* YOUR GOAL: Look through the records and report how many lines include the word "Opaque", with no other words.

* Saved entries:

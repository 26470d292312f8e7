//! Color types shared by the clear pass and renderers.

mod color;

pub use color::Color;
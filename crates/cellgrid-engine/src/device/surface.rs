use winit::dpi::PhysicalSize;

use super::SurfaceErrorAction;

/// Picks a surface format from the adapter-reported list.
///
/// With `prefer_srgb`, the common sRGB swapchain formats are tried first;
/// otherwise (or when neither is supported) the first reported format wins,
/// which is the platform's preferred one.
pub(crate) fn choose_surface_format(
    formats: &[wgpu::TextureFormat],
    prefer_srgb: bool,
) -> Option<wgpu::TextureFormat> {
    if prefer_srgb {
        let preferred = [
            wgpu::TextureFormat::Bgra8UnormSrgb,
            wgpu::TextureFormat::Rgba8UnormSrgb,
        ];
        for f in preferred {
            if formats.contains(&f) {
                return Some(f);
            }
        }
    }

    formats.first().copied()
}

/// Resolves the requested alpha mode against what the surface supports.
pub(crate) fn choose_alpha_mode(
    supported: &[wgpu::CompositeAlphaMode],
    requested: Option<wgpu::CompositeAlphaMode>,
) -> wgpu::CompositeAlphaMode {
    requested
        .filter(|m| supported.contains(m))
        .or_else(|| supported.first().copied())
        .unwrap_or(wgpu::CompositeAlphaMode::Auto)
}

/// Reconfigures the surface after a resize.
///
/// wgpu cannot configure a 0×0 surface; in that case only the tracked size is
/// updated and configuration is deferred until a non-zero resize arrives.
pub(crate) fn apply_resize(
    surface: &wgpu::Surface,
    device: &wgpu::Device,
    config: &mut wgpu::SurfaceConfiguration,
    size: &mut PhysicalSize<u32>,
    new_size: PhysicalSize<u32>,
) {
    if new_size.width == 0 || new_size.height == 0 {
        *size = new_size;
        return;
    }

    *size = new_size;
    config.width = new_size.width;
    config.height = new_size.height;

    surface.configure(device, config);
}

pub(crate) fn map_surface_error(
    surface: &wgpu::Surface,
    device: &wgpu::Device,
    config: &wgpu::SurfaceConfiguration,
    size: PhysicalSize<u32>,
    err: wgpu::SurfaceError,
) -> SurfaceErrorAction {
    match err {
        wgpu::SurfaceError::Lost | wgpu::SurfaceError::Outdated => {
            if size.width > 0 && size.height > 0 {
                surface.configure(device, config);
            }
            SurfaceErrorAction::Reconfigured
        }
        wgpu::SurfaceError::OutOfMemory => SurfaceErrorAction::Fatal,
        wgpu::SurfaceError::Timeout => SurfaceErrorAction::SkipFrame,
        wgpu::SurfaceError::Other => SurfaceErrorAction::SkipFrame,
    }
}

#[cfg(test)]
mod tests {
    use super::*;
    use wgpu::{CompositeAlphaMode, TextureFormat};

    // ── choose_surface_format ─────────────────────────────────────────────

    #[test]
    fn prefers_srgb_when_available() {
        let formats = [TextureFormat::Rgba8Unorm, TextureFormat::Bgra8UnormSrgb];
        assert_eq!(
            choose_surface_format(&formats, true),
            Some(TextureFormat::Bgra8UnormSrgb)
        );
    }

    #[test]
    fn falls_back_to_first_format_without_srgb() {
        let formats = [TextureFormat::Rgba16Float, TextureFormat::Rgba8Unorm];
        assert_eq!(
            choose_surface_format(&formats, true),
            Some(TextureFormat::Rgba16Float)
        );
    }

    #[test]
    fn srgb_not_preferred_takes_first() {
        let formats = [TextureFormat::Rgba8Unorm, TextureFormat::Bgra8UnormSrgb];
        assert_eq!(
            choose_surface_format(&formats, false),
            Some(TextureFormat::Rgba8Unorm)
        );
    }

    #[test]
    fn empty_format_list_is_none() {
        assert_eq!(choose_surface_format(&[], true), None);
    }

    // ── choose_alpha_mode ─────────────────────────────────────────────────

    #[test]
    fn requested_alpha_mode_wins_when_supported() {
        let supported = [CompositeAlphaMode::Opaque, CompositeAlphaMode::PreMultiplied];
        assert_eq!(
            choose_alpha_mode(&supported, Some(CompositeAlphaMode::PreMultiplied)),
            CompositeAlphaMode::PreMultiplied
        );
    }

    #[test]
    fn unsupported_request_falls_back_to_first() {
        let supported = [CompositeAlphaMode::Opaque];
        assert_eq!(
            choose_alpha_mode(&supported, Some(CompositeAlphaMode::PostMultiplied)),
            CompositeAlphaMode::Opaque
        );
    }

    #[test]
    fn empty_support_list_is_auto() {
        assert_eq!(choose_alpha_mode(&[], None), CompositeAlphaMode::Auto);
    }
}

* EXERCISE RESULT: 3